*Exercise objective*
Produce as output only the lines below starting at the line with "(single - local)" and continuing through the line with "let ty = dy + sy;", each one exactly as written.

[Records contained in a dataset]
"""
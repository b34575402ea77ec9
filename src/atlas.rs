use std::time::Instant;

use crate::{
    descriptor::MaskDescriptor,
    mask::{CachedMask, atlas_grid},
    random::BufferedRandom,
    raster::{Raster, over},
    sprite::{Particle, generate_particle, render_sprite, sprite_canvas_size},
};

/// Generate a mask from a descriptor, drawing placements from a fresh
/// buffered random source sized for exactly `particles_count * 3` draws.
pub fn generate(descriptor: &MaskDescriptor) -> CachedMask {
    let mut random = BufferedRandom::new(descriptor.particles_count.max(0) as usize * 3);
    generate_with(descriptor, &mut random)
}

/// Generate a mask using the supplied random source.
///
/// Descriptor preconditions are asserted: a malformed descriptor here is a
/// caller bug, not a runtime condition.
#[tracing::instrument(skip(descriptor, random))]
pub fn generate_with(descriptor: &MaskDescriptor, random: &mut BufferedRandom) -> CachedMask {
    assert!(descriptor.frames_count > 0, "frames_count must be positive");
    assert!(
        descriptor.frame_duration > 0,
        "frame_duration must be positive"
    );
    assert!(
        descriptor.particles_count > 0,
        "particles_count must be positive"
    );
    assert!(descriptor.canvas_size > 0, "canvas_size must be positive");
    assert!(
        descriptor.particle_sprites_count > 0,
        "particle_sprites_count must be positive"
    );
    assert!(
        descriptor.particle_size_min > 0.0,
        "particle_size_min must be positive"
    );
    assert!(
        descriptor.particle_size_max >= descriptor.particle_size_min,
        "particle_size_max must be >= particle_size_min"
    );

    let frames = descriptor.frames_count;
    let (columns, rows) = atlas_grid(frames);
    let size = descriptor.canvas_size;
    let sprite_size = sprite_canvas_size(descriptor);
    let single = descriptor.single_lifetime();
    let full = descriptor.loop_duration();
    assert!(
        full > single,
        "loop duration must exceed the single-particle lifetime"
    );

    let started = Instant::now();

    let particles: Vec<Particle> = (0..descriptor.particles_count)
        .map(|index| generate_particle(descriptor, index, random))
        .collect();
    let sprites: Vec<Raster> = (0..descriptor.particle_sprites_count)
        .map(|index| render_sprite(descriptor, index, sprite_size))
        .collect();

    let mut image = Raster::new(columns * size, rows * size);
    let mut frame = 0;
    'grid: for row in 0..rows {
        for column in 0..columns {
            let origin = (column * size, row * size);
            let time = i64::from(frame) * descriptor.frame_duration;
            for particle in &particles {
                let sprite = &sprites[particle.sprite_index];
                // Paint the particle's current appearance and, additively
                // wrapped by the loop duration, the appearance that crosses
                // the loop boundary back into early frames.
                paint_at(&mut image, origin, size, descriptor, sprite, particle, time - particle.start);
                paint_at(&mut image, origin, size, descriptor, sprite, particle, time + full - particle.start);
            }
            frame += 1;
            if frame == frames {
                break 'grid;
            }
        }
    }

    tracing::debug!(
        frames,
        particles = descriptor.particles_count,
        elapsed_ms = started.elapsed().as_millis() as u64,
        "generated noise mask atlas"
    );

    CachedMask::new(image, frames, descriptor.frame_duration, size)
}

fn paint_at(
    image: &mut Raster,
    origin: (i32, i32),
    size: i32,
    descriptor: &MaskDescriptor,
    sprite: &Raster,
    particle: &Particle,
    local: i64,
) {
    let single = descriptor.single_lifetime();
    if local <= 0 || local >= single {
        return;
    }
    let opacity = opacity_at(descriptor, local, single) as f32;

    let sprite_size = sprite.width();
    blit(image, origin, size, sprite, particle.x, particle.y, opacity);
    // Toroidal duplication: a footprint crossing the right or bottom tile
    // edge repeats shifted by -size on the crossed axis (both at a corner),
    // so the tile stays seamless edge-to-edge.
    if particle.x + sprite_size > size {
        blit(image, origin, size, sprite, particle.x - size, particle.y, opacity);
        if particle.y + sprite_size > size {
            blit(image, origin, size, sprite, particle.x, particle.y - size, opacity);
            blit(image, origin, size, sprite, particle.x - size, particle.y - size, opacity);
        }
    } else if particle.y + sprite_size > size {
        blit(image, origin, size, sprite, particle.x, particle.y - size, opacity);
    }
}

/// Linear envelope over a particle's lifetime: rises across the fade-in,
/// holds at 1 while shown, falls across the fade-out.
fn opacity_at(descriptor: &MaskDescriptor, local: i64, single: i64) -> f64 {
    if local < descriptor.particle_fade_in {
        local as f64 / descriptor.particle_fade_in as f64
    } else if local > single - descriptor.particle_fade_out {
        (single - local) as f64 / descriptor.particle_fade_out as f64
    } else {
        1.0
    }
}

/// Composite `sprite` into the frame tile at `origin`, clipped to the tile.
fn blit(
    image: &mut Raster,
    origin: (i32, i32),
    size: i32,
    sprite: &Raster,
    dx: i32,
    dy: i32,
    opacity: f32,
) {
    for sy in 0..sprite.height() {
        let ty = dy + sy;
        if ty < 0 || ty >= size {
            continue;
        }
        for sx in 0..sprite.width() {
            let tx = dx + sx;
            if tx < 0 || tx >= size {
                continue;
            }
            let src = sprite.pixel(sx, sy);
            if src[3] == 0 {
                continue;
            }
            let x = origin.0 + tx;
            let y = origin.1 + ty;
            let dst = image.pixel(x, y);
            image.put_pixel(x, y, over(dst, src, opacity));
        }
    }
}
"""
*Answer to the problem*
        (single - local) as f64 / descriptor.particle_fade_out as f64
    } else {
        1.0
    }
}

/// Composite `sprite` into the frame tile at `origin`, clipped to the tile.
fn blit(
    image: &mut Raster,
    origin: (i32, i32),
    size: i32,
    sprite: &Raster,
    dx: i32,
    dy: i32,
    opacity: f32,
) {
    for sy in 0..sprite.height() {
        let ty = dy + sy;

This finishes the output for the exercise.